2006
Unvergessliche Familienabende
September 2006


Unvergessliche Familienabende

Mitglieder der Kirche aus aller Welt geben Zeugnis, dass die Erinnerung an einen besonderen Familienabend uns erbauen, leiten und sogar für immer im Herzen bleiben kann.

Julio Cesar Merlos aus dem Pfahl Arlington in Texas schreibt: „Ich weiß noch, wie meine Geschwister und ich aufwuchsen. Wir waren neue Mitglieder der Kirche und unsere Familie hatte nicht viel Geld. Aber wir glaubten an das Evangelium. Mein Vater las viel in den heiligen Schriften und gab uns so ein Beispiel. Für ihn war der Familienabend eine Gelegenheit, an uns weiterzugeben, was er selbst gelernt hatte.

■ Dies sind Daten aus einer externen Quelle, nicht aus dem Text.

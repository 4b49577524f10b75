//! Promotion management, entitlement and redemption.
//!
//! Membership is re-resolved from storage on every check; nothing in the
//! session token is trusted for entitlement.

pub(crate) mod entitlement;
pub(crate) mod error;
pub(crate) mod manage;
pub(crate) mod redeem;
pub(crate) mod storage;
pub(crate) mod types;

pub use entitlement::{
    DenialReason, Entitlement, EntitlementFacts, MembershipLink, PromotionScope, decide,
};
pub use error::{ManageError, RedeemError};
pub use storage::{PgPromotionStore, PromotionStore};
pub use types::{
    PermissionResponse, Promotion, PromotionRequest, PromotionSummary, RedemptionEvent,
};
#[async_trait]
impl PromotionStore for MemoryStore {
    async fn entitlement(
        &self,
        account_id: i32,
        promotion_id: i32,
        now: DateTime<Utc>,
    ) -> Result<Option<Entitlement>> {
        let data = self.data.lock().await;
        data.check()?;
        Ok(data
            .facts(account_id, promotion_id)
            .map(|facts| decide(&facts, now)))
    }

    async fn redeem(
        &self,
        account_id: i32,
        promotion_id: i32,
        now: DateTime<Utc>,
    ) -> Result<RedemptionEvent, RedeemError> {
        let mut data = self.data.lock().await;
        data.check().map_err(RedeemError::Store)?;
        let facts = data
            .facts(account_id, promotion_id)
            .ok_or(RedeemError::PromotionNotFound)?;
        if let Entitlement::Denied(reason) = decide(&facts, now) {
            return Err(RedeemError::Denied(reason));
        }
        let event = RedemptionEvent {
            account_id,
            promotion_id,
            consumed_at: now,
        };
        data.redemptions.push(event.clone());
        Ok(event)
    }

    async fn redemptions(
        &self,
        account_id: i32,
        promotion_id: Option<i32>,
    ) -> Result<Vec<RedemptionEvent>> {
        let data = self.data.lock().await;
        data.check()?;
        Ok(data
            .redemptions
            .iter()
            .rev()
            .filter(|event| {
                event.account_id == account_id
                    && promotion_id.is_none_or(|id| event.promotion_id == id)
            })
            .cloned()
            .collect())
    }

    async fn create(&self, request: PromotionRequest) -> Result<Promotion, ManageError> {
        let mut data = self.data.lock().await;
        data.check().map_err(ManageError::Store)?;
        data.check_references(&request)?;
        let id = data
            .promotions
            .iter()
            .map(|promotion| promotion.id)
            .max()
            .unwrap_or(0)
            + 1;
        let promotion = Promotion::from_request(id, request);
        data.promotions.push(promotion.clone());
        Ok(promotion)
    }

    async fn update(
        &self,
        promotion_id: i32,
        request: PromotionRequest,
    ) -> Result<Promotion, ManageError> {
        let mut data = self.data.lock().await;
        data.check().map_err(ManageError::Store)?;
        if !data.promotions.iter().any(|p| p.id == promotion_id) {
            return Err(ManageError::PromotionNotFound);
        }
        data.check_references(&request)?;
        let promotion = Promotion::from_request(promotion_id, request);
        if let Some(existing) = data.promotions.iter_mut().find(|p| p.id == promotion_id) {
            *existing = promotion.clone();
        }
        Ok(promotion)
    }

    async fn delete(&self, promotion_id: i32) -> Result<bool> {
        let mut data = self.data.lock().await;
        data.check()?;
        let before = data.promotions.len();
        data.promotions.retain(|p| p.id != promotion_id);
        if data.promotions.len() == before {
            return Ok(false);
        }
        data.redemptions
            .retain(|event| event.promotion_id != promotion_id);
        Ok(true)
    }

    async fn list_by_organization(&self, organization_id: i32) -> Result<Vec<PromotionSummary>> {
        let data = self.data.lock().await;
        data.check()?;
        let mut promotions: Vec<PromotionSummary> = data
            .promotions
            .iter()
            .filter(|promotion| promotion.organization_id == organization_id)
            .map(|promotion| {
                let redemptions = data
                    .redemptions
                    .iter()
                    .filter(|event| event.promotion_id == promotion.id)
                    .count();
                PromotionSummary {
                    promotion: promotion.clone(),
                    redemptions: i64::try_from(redemptions).unwrap_or(i64::MAX),
                }
            })
            .collect();
        promotions.sort_by_key(|summary| summary.promotion.id);
        Ok(promotions)
    }
}
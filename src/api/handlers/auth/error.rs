//! Authentication failures and their HTTP mapping.

use axum::{
    http::StatusCode,
    response::{IntoResponse, Response},
};
use thiserror::Error;
use tracing::error;

use super::{credentials::CredentialError, token::TokenError};
use crate::api::handlers::error::error_response;

/// Terminal outcome of a rejected request. Nothing here is retried.
#[derive(Debug, Error)]
pub enum AuthError {
    #[error("authentication required")]
    AuthenticationRequired,
    #[error("basic auth: bad credentials format")]
    BadCredentialsFormat,
    /// Wraps both "account not found" and "invalid password"; the caller only
    /// ever sees the generic message.
    #[error("basic auth failed: invalid credentials")]
    InvalidCredentials,
    #[error("jwt auth failed: {0}")]
    Bearer(#[source] TokenError),
    #[error("authentication strategy not supported")]
    UnsupportedStrategy,
    #[error("credential store unavailable")]
    Store(#[source] anyhow::Error),
}

impl From<CredentialError> for AuthError {
    fn from(err: CredentialError) -> Self {
        match err {
            CredentialError::AccountNotFound | CredentialError::InvalidPassword => {
                Self::InvalidCredentials
            }
            CredentialError::Store(err) => Self::Store(err),
        }
    }
}

impl AuthError {
    #[must_use]
    pub fn status(&self) -> StatusCode {
        match self {
            Self::BadCredentialsFormat => StatusCode::BAD_REQUEST,
            Self::AuthenticationRequired
            | Self::InvalidCredentials
            | Self::Bearer(_)
            | Self::UnsupportedStrategy => StatusCode::UNAUTHORIZED,
            Self::Store(_) => StatusCode::INTERNAL_SERVER_ERROR,
        }
    }
}

impl IntoResponse for AuthError {
    fn into_response(self) -> Response {
        if let Self::Store(err) = &self {
            // The cause stays in the logs; clients get a generic message.
            error!("Authentication store failure: {err:#}");
            return error_response(self.status(), "internal error");
        }
        error_response(self.status(), &self.to_string())
    }
}
//! Password reset and password change endpoints.
//!
//! A reset link carries a short-lived session token; the frontend presents it
//! as a Bearer credential to `set-password`, so both flows end in the same
//! protected handler.

use axum::{
    Json,
    extract::Extension,
    http::StatusCode,
    response::{IntoResponse, Response},
};
use std::sync::Arc;
use tracing::{debug, error, info, warn};

use super::{
    credentials::hash_password,
    principal::Principal,
    state::AuthState,
    types::{ForgotPasswordRequest, SetPasswordRequest},
    utils::{build_reset_url, normalize_email, valid_email},
};
use crate::api::{
    email::{EmailMessage, EmailSender, TEMPLATE_PASSWORD_RESET},
    handlers::error::{ErrorBody, error_response},
};

/// Mail a reset link (always returns 204 to avoid account enumeration).
#[utoipa::path(
    post,
    path = "/v1/auth/forgot-password",
    request_body = ForgotPasswordRequest,
    responses(
        (status = 204, description = "Reset accepted"),
        (status = 400, description = "Missing payload", body = ErrorBody)
    ),
    tag = "auth"
)]
pub async fn forgot_password(
    auth_state: Extension<Arc<AuthState>>,
    email_sender: Extension<Arc<dyn EmailSender>>,
    payload: Option<Json<ForgotPasswordRequest>>,
) -> Response {
    let Some(Json(request)) = payload else {
        return error_response(StatusCode::BAD_REQUEST, "invalid request body");
    };

    let email = normalize_email(&request.email);
    if !valid_email(&email) {
        debug!("forgot-password with invalid email format");
        return StatusCode::NO_CONTENT.into_response();
    }

    let lookup = tokio::time::timeout(
        auth_state.config().lookup_timeout(),
        auth_state.credentials().lookup_by_email(&email),
    )
    .await;

    let record = match lookup {
        Ok(Ok(Some(record))) => record,
        Ok(Ok(None)) => {
            info!(email = %email, "forgot-password for unknown account");
            return StatusCode::NO_CONTENT.into_response();
        }
        Ok(Err(err)) => {
            error!("Failed to lookup account for password reset: {err:#}");
            return StatusCode::NO_CONTENT.into_response();
        }
        Err(_) => {
            error!("Account lookup for password reset timed out");
            return StatusCode::NO_CONTENT.into_response();
        }
    };

    let now = auth_state.now().timestamp();
    let token =
        match auth_state
            .codec()
            .issue(&record.principal(), auth_state.config().reset_ttl(), now)
        {
            Ok(token) => token,
            Err(err) => {
                error!("Failed to issue reset token: {err}");
                return StatusCode::NO_CONTENT.into_response();
            }
        };

    let reset_url = build_reset_url(auth_state.config().app_domain(), &token);
    let message = EmailMessage {
        to_email: record.email.clone(),
        template: TEMPLATE_PASSWORD_RESET.to_string(),
        payload_json: serde_json::json!({ "reset_url": reset_url }).to_string(),
    };
    if let Err(err) = email_sender.send(&message) {
        warn!("Failed to send password reset email: {err:#}");
    }

    StatusCode::NO_CONTENT.into_response()
}

/// Replace the authenticated account's password.
#[utoipa::path(
    post,
    path = "/v1/auth/set-password",
    request_body = SetPasswordRequest,
    responses(
        (status = 204, description = "Password updated"),
        (status = 400, description = "Missing or empty password", body = ErrorBody),
        (status = 401, description = "Not authenticated", body = ErrorBody),
        (status = 404, description = "Account no longer exists", body = ErrorBody)
    ),
    security(("basic" = []), ("bearer" = [])),
    tag = "auth"
)]
pub async fn set_password(
    principal: Principal,
    auth_state: Extension<Arc<AuthState>>,
    payload: Option<Json<SetPasswordRequest>>,
) -> Response {
    let Some(Json(request)) = payload else {
        return error_response(StatusCode::BAD_REQUEST, "invalid request body");
    };
    if request.password.is_empty() {
        return error_response(StatusCode::BAD_REQUEST, "password required");
    }

    let hashed = tokio::task::spawn_blocking(move || hash_password(&request.password)).await;
    let hash = match hashed {
        Ok(Ok(hash)) => hash,
        Ok(Err(err)) => {
            error!("Failed to hash password: {err:#}");
            return error_response(StatusCode::INTERNAL_SERVER_ERROR, "internal error");
        }
        Err(err) => {
            error!("Password hashing task failed: {err}");
            return error_response(StatusCode::INTERNAL_SERVER_ERROR, "internal error");
        }
    };

    match auth_state
        .credentials()
        .set_password_hash(principal.id, &hash)
        .await
    {
        Ok(true) => {
            info!(account_id = principal.id, "password updated");
            StatusCode::NO_CONTENT.into_response()
        }
        Ok(false) => error_response(StatusCode::NOT_FOUND, "account not found"),
        Err(err) => {
            error!("Failed to store password hash: {err:#}");
            error_response(StatusCode::INTERNAL_SERVER_ERROR, "internal error")
        }
    }
}
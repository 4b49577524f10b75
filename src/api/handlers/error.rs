//! JSON error bodies shared by all handlers.

use axum::{
    http::StatusCode,
    response::{IntoResponse, Json, Response},
};
use serde::{Deserialize, Serialize};
use utoipa::ToSchema;

/// `{"error": "..."}` for malformed, unauthenticated and internal failures.
#[derive(ToSchema, Serialize, Deserialize, Debug)]
pub struct ErrorBody {
    pub error: String,
}

/// `{"msg": "..."}` for user-facing refusals once the caller is authenticated.
#[derive(ToSchema, Serialize, Deserialize, Debug)]
pub struct MessageBody {
    pub msg: String,
}

pub fn error_response(status: StatusCode, message: &str) -> Response {
    (
        status,
        Json(ErrorBody {
            error: message.to_string(),
        }),
    )
        .into_response()
}

pub fn message_response(status: StatusCode, message: &str) -> Response {
    (
        status,
        Json(MessageBody {
            msg: message.to_string(),
        }),
    )
        .into_response()
}

#[cfg(test)]
mod tests {
    use super::*;
    use anyhow::Result;

    #[tokio::test]
    async fn error_response_has_error_field() -> Result<()> {
        let response = error_response(StatusCode::UNAUTHORIZED, "authentication required");
        assert_eq!(response.status(), StatusCode::UNAUTHORIZED);

        let bytes = axum::body::to_bytes(response.into_body(), usize::MAX).await?;
        let body: ErrorBody = serde_json::from_slice(&bytes)?;
        assert_eq!(body.error, "authentication required");
        Ok(())
    }

    #[tokio::test]
    async fn message_response_has_msg_field() -> Result<()> {
        let response = message_response(StatusCode::FORBIDDEN, "nope");
        assert_eq!(response.status(), StatusCode::FORBIDDEN);

        let bytes = axum::body::to_bytes(response.into_body(), usize::MAX).await?;
        let value: serde_json::Value = serde_json::from_slice(&bytes)?;
        assert_eq!(value, serde_json::json!({"msg": "nope"}));
        Ok(())
    }
}
//! Auth state and configuration.

use chrono::{DateTime, Duration, Utc};
use secrecy::SecretString;
use std::sync::Arc;

use super::{storage::CredentialStore, token::TokenCodec};

const DEFAULT_SESSION_TTL_SECONDS: i64 = 24 * 60 * 60;
const DEFAULT_RESET_TTL_SECONDS: i64 = 24 * 60 * 60;
const DEFAULT_ACTIVATION_TTL_SECONDS: i64 = 7 * 24 * 60 * 60;
const DEFAULT_LOOKUP_TIMEOUT_SECONDS: u64 = 5;

/// Upper bound for any token TTL (one year). Larger values are clamped.
pub const MAX_TTL_SECONDS: i64 = 365 * 24 * 60 * 60;

fn bounded_ttl(seconds: i64) -> i64 {
    seconds.clamp(1, MAX_TTL_SECONDS)
}

/// Source of "now" for token expiry and membership expiration checks.
pub trait Clock: Send + Sync {
    fn now(&self) -> DateTime<Utc>;
}

#[derive(Clone, Copy, Debug)]
pub struct SystemClock;

impl Clock for SystemClock {
    fn now(&self) -> DateTime<Utc> {
        Utc::now()
    }
}

#[derive(Clone, Debug)]
pub struct AuthConfig {
    token_secret: SecretString,
    app_domain: String,
    session_ttl_seconds: i64,
    reset_ttl_seconds: i64,
    activation_ttl_seconds: i64,
    lookup_timeout_seconds: u64,
}

impl AuthConfig {
    #[must_use]
    pub fn new(token_secret: SecretString, app_domain: String) -> Self {
        Self {
            token_secret,
            app_domain,
            session_ttl_seconds: DEFAULT_SESSION_TTL_SECONDS,
            reset_ttl_seconds: DEFAULT_RESET_TTL_SECONDS,
            activation_ttl_seconds: DEFAULT_ACTIVATION_TTL_SECONDS,
            lookup_timeout_seconds: DEFAULT_LOOKUP_TIMEOUT_SECONDS,
        }
    }

    #[must_use]
    pub fn with_session_ttl_seconds(mut self, seconds: i64) -> Self {
        self.session_ttl_seconds = bounded_ttl(seconds);
        self
    }

    #[must_use]
    pub fn with_reset_ttl_seconds(mut self, seconds: i64) -> Self {
        self.reset_ttl_seconds = bounded_ttl(seconds);
        self
    }

    #[must_use]
    pub fn with_activation_ttl_seconds(mut self, seconds: i64) -> Self {
        self.activation_ttl_seconds = bounded_ttl(seconds);
        self
    }

    #[must_use]
    pub fn with_lookup_timeout_seconds(mut self, seconds: u64) -> Self {
        self.lookup_timeout_seconds = seconds;
        self
    }

    #[must_use]
    pub fn app_domain(&self) -> &str {
        &self.app_domain
    }

    #[must_use]
    pub fn session_ttl(&self) -> Duration {
        Duration::seconds(self.session_ttl_seconds)
    }

    #[must_use]
    pub fn reset_ttl(&self) -> Duration {
        Duration::seconds(self.reset_ttl_seconds)
    }

    #[must_use]
    pub fn activation_ttl(&self) -> Duration {
        Duration::seconds(self.activation_ttl_seconds)
    }

    #[must_use]
    pub fn lookup_timeout(&self) -> std::time::Duration {
        std::time::Duration::from_secs(self.lookup_timeout_seconds)
    }
}

/// Everything the authentication middleware and auth handlers need, built
/// once at startup and shared read-only across requests.
pub struct AuthState {
    config: AuthConfig,
    codec: TokenCodec,
    credentials: Arc<dyn CredentialStore>,
    clock: Arc<dyn Clock>,
}

impl AuthState {
    pub fn new(
        config: AuthConfig,
        credentials: Arc<dyn CredentialStore>,
        clock: Arc<dyn Clock>,
    ) -> Self {
        let codec = TokenCodec::new(&config.token_secret);
        Self {
            config,
            codec,
            credentials,
            clock,
        }
    }

    #[must_use]
    pub fn config(&self) -> &AuthConfig {
        &self.config
    }

    #[must_use]
    pub fn codec(&self) -> &TokenCodec {
        &self.codec
    }

    #[must_use]
    pub fn credentials(&self) -> &dyn CredentialStore {
        self.credentials.as_ref()
    }

    #[must_use]
    pub fn now(&self) -> DateTime<Utc> {
        self.clock.now()
    }
}

#[cfg(test)]
mod tests {
    use super::*;

    #[test]
    fn auth_config_defaults_and_overrides() {
        let config = AuthConfig::new(
            SecretString::from("secret".to_string()),
            "https://peragrin.com".to_string(),
        );

        assert_eq!(config.app_domain(), "https://peragrin.com");
        assert_eq!(config.session_ttl(), Duration::hours(24));
        assert_eq!(config.reset_ttl(), Duration::hours(24));
        assert_eq!(config.activation_ttl(), Duration::days(7));
        assert_eq!(config.lookup_timeout(), std::time::Duration::from_secs(5));

        let config = config
            .with_session_ttl_seconds(60)
            .with_reset_ttl_seconds(120)
            .with_activation_ttl_seconds(180)
            .with_lookup_timeout_seconds(1);

        assert_eq!(config.session_ttl(), Duration::seconds(60));
        assert_eq!(config.reset_ttl(), Duration::seconds(120));
        assert_eq!(config.activation_ttl(), Duration::seconds(180));
        assert_eq!(config.lookup_timeout(), std::time::Duration::from_secs(1));
    }

    #[test]
    fn oversized_ttls_are_clamped() {
        let config = AuthConfig::new(
            SecretString::from("secret".to_string()),
            "https://peragrin.com".to_string(),
        )
        .with_session_ttl_seconds(i64::MAX)
        .with_reset_ttl_seconds(i64::MAX / 1000 + 1)
        .with_activation_ttl_seconds(0);

        assert_eq!(config.session_ttl(), Duration::seconds(MAX_TTL_SECONDS));
        assert_eq!(config.reset_ttl(), Duration::seconds(MAX_TTL_SECONDS));
        assert_eq!(config.activation_ttl(), Duration::seconds(1));
    }

    #[test]
    fn debug_output_redacts_secret() {
        let config = AuthConfig::new(
            SecretString::from("super-secret-value".to_string()),
            "https://peragrin.com".to_string(),
        );
        assert!(!format!("{config:?}").contains("super-secret-value"));
    }
}
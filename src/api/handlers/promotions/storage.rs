//! Promotion definitions, entitlement and redemption persistence.
//!
//! `create` and `update` write a promotion row and replace its
//! `promotion_communities`/`promotion_memberships` scope rows in one
//! transaction. Deleting a promotion cascades to its scope and redemptions.
//!
//! `redeem` is the only writer of redemption events. It serializes attempts for one
//! (account, promotion) pair with a transaction-scoped advisory lock, re-reads
//! the entitlement facts inside that transaction, and inserts the event before
//! committing. The partial unique index on single-use rows turns any remaining
//! race into a unique violation, reported as "already redeemed".

use anyhow::{Context, Result};
use async_trait::async_trait;
use chrono::{DateTime, Utc};
use sqlx::{PgConnection, PgPool, Row};
use tracing::{Instrument, info};

use super::{
    entitlement::{
        DenialReason, Entitlement, EntitlementFacts, MembershipLink, PromotionScope, decide,
    },
    error::{ManageError, RedeemError},
    types::{Promotion, PromotionRequest, PromotionSummary, RedemptionEvent},
};
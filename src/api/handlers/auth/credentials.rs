//! Password hashing and credential verification.
//!
//! Hashes are Argon2id PHC strings with a random salt per password. Verification
//! fails closed: an unparsable hash, a missing hash, or any internal error all
//! count as a wrong password. Unknown accounts and accounts without a password
//! are verified against a stand-in hash so every failure costs one Argon2 run.

use anyhow::{Context, Result, anyhow};
use argon2::{
    Argon2,
    password_hash::{PasswordHash, PasswordHasher, PasswordVerifier, SaltString, rand_core::OsRng},
};
use once_cell::sync::Lazy;
use serde::{Deserialize, Serialize};
use std::time::Duration;
use thiserror::Error;
use tracing::{debug, info};
use utoipa::ToSchema;

use super::{principal::Principal, storage::CredentialStore, utils::normalize_email};

/// Internal outcome of a credential check. `AccountNotFound` and
/// `InvalidPassword` are kept apart for logs and collapse into one generic
/// error at the HTTP boundary.
#[derive(Debug, Error)]
pub enum CredentialError {
    #[error("account not found")]
    AccountNotFound,
    #[error("invalid credentials")]
    InvalidPassword,
    #[error("credential lookup failed")]
    Store(#[source] anyhow::Error),
}

#[derive(ToSchema, Serialize, Deserialize, Clone)]
pub struct Credentials {
    pub email: String,
    pub password: String,
}

impl std::fmt::Debug for Credentials {
    fn fmt(&self, f: &mut std::fmt::Formatter<'_>) -> std::fmt::Result {
        f.debug_struct("Credentials")
            .field("email", &self.email)
            .finish_non_exhaustive()
    }
}

/// Stand-in hash verified when the account is unknown or has no password, so
/// every failed Basic or login attempt pays the same Argon2 cost.
static DUMMY_HASH: Lazy<Option<String>> =
    Lazy::new(|| hash_password("peragrin-unknown-account").ok());

/// Verify `plaintext` against `hash`, or against [`DUMMY_HASH`] when there is
/// no hash. Only a real hash can succeed.
fn check_password(hash: Option<&str>, plaintext: &str) -> bool {
    match hash {
        Some(hash) => verify_password(hash, plaintext),
        None => {
            if let Some(dummy) = DUMMY_HASH.as_deref() {
                let _ = verify_password(dummy, plaintext);
            }
            false
        }
    }
}

/// Produce a salted Argon2id hash for a new or changed password.
///
/// # Errors
/// Returns an error if the hasher rejects its parameters.
pub fn hash_password(plaintext: &str) -> Result<String> {
    let salt = SaltString::generate(&mut OsRng);
    Argon2::default()
        .hash_password(plaintext.as_bytes(), &salt)
        .map(|hash| hash.to_string())
        .map_err(|err| anyhow!("failed to hash password: {err}"))
}

/// Constant-time comparison of `plaintext` against a stored PHC hash.
#[must_use]
pub fn verify_password(hash: &str, plaintext: &str) -> bool {
    let Ok(parsed) = PasswordHash::new(hash) else {
        return false;
    };
    Argon2::default()
        .verify_password(plaintext.as_bytes(), &parsed)
        .is_ok()
}

impl Credentials {
    /// Look the account up by email and verify the password.
    ///
    /// The store lookup is bounded by `lookup_timeout`; an elapsed deadline is
    /// reported as a store failure.
    ///
    /// # Errors
    /// See [`CredentialError`].
    pub async fn authenticate(
        &self,
        store: &dyn CredentialStore,
        lookup_timeout: Duration,
    ) -> Result<Principal, CredentialError> {
        let email = normalize_email(&self.email);

        let record = tokio::time::timeout(lookup_timeout, store.lookup_by_email(&email))
            .await
            .context("credential lookup deadline exceeded")
            .map_err(CredentialError::Store)?
            .map_err(CredentialError::Store)?;

        // Argon2 is CPU bound; keep it off the async workers.
        let hash = record
            .as_ref()
            .and_then(|record| record.password_hash.clone());
        let password = self.password.clone();
        let verified =
            tokio::task::spawn_blocking(move || check_password(hash.as_deref(), &password))
                .await
                .unwrap_or(false);

        let Some(record) = record else {
            info!(email = %email, "account not found");
            return Err(CredentialError::AccountNotFound);
        };

        if !verified {
            info!(email = %email, "invalid credentials");
            return Err(CredentialError::InvalidPassword);
        }

        debug!(account_id = record.id, "credentials verified");
        Ok(record.principal())
    }
}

Eine der Familienabendlektionen, die mein Vater gab, hat mich wirklich beeindruckt. Er sprach über Entscheidungsfreiheit. Ich kann mich noch genau an seine Worte erinnern: ‚Ich möchte euch einen Rat geben, den ihr euer Leben lang nicht vergessen sollt. Wenn ihr versucht werdet, das Wort der Weisheit oder das Gesetz der Keuschheit oder ein anderes Gebot Gottes zu brechen, haltet euch vor Augen, an wem ihr euch versündigt. Ist es Gott, ist es die Kirche, sind es eure Eltern, ist es eure Familie oder seid ihr es selbst? Ich möchte, dass euch klar ist, dass ihr euch am meisten gegen euch selbst versündigt.‘

Als ich älter wurde, erlebte ich Prüfungen, die so schwer waren wie die, vor denen mich meine Eltern gewarnt hatten. Ich versuchte an das zu denken, was mein Vater uns an jenem Abend gesagt hatte. Fünfundzwanzig Jahre nachdem mein Vater uns diesen Rat gegeben hat, ist dieser mir immer noch ein großer Schutz und gibt mir Kraft. Heute gebe ich denselben Ratschlag an meine Kinder weiter.“

Ein Familienabend, der ein Leben veränderte

Edevanir Leopoldino aus dem Pfahl São Miguel Paulista im brasilianischen São Paulo denkt noch oft an einen Familienabend, der seinem Leben einen anderen Lauf gab. Er war damals 16 und gehörte nicht der Kirche an. Er ging bei seinem Freund Leandro zu Hause vorbei, um zu fragen, ob er mit zu einer Tanzveranstaltung im Ort kommen wolle. Sein Freund lud ihn stattdessen ein, zum Familienabend zu bleiben. Edevanir hatte keine Ahnung, was ihn dort erwartete, nahm die Einladung aber zögerlich an.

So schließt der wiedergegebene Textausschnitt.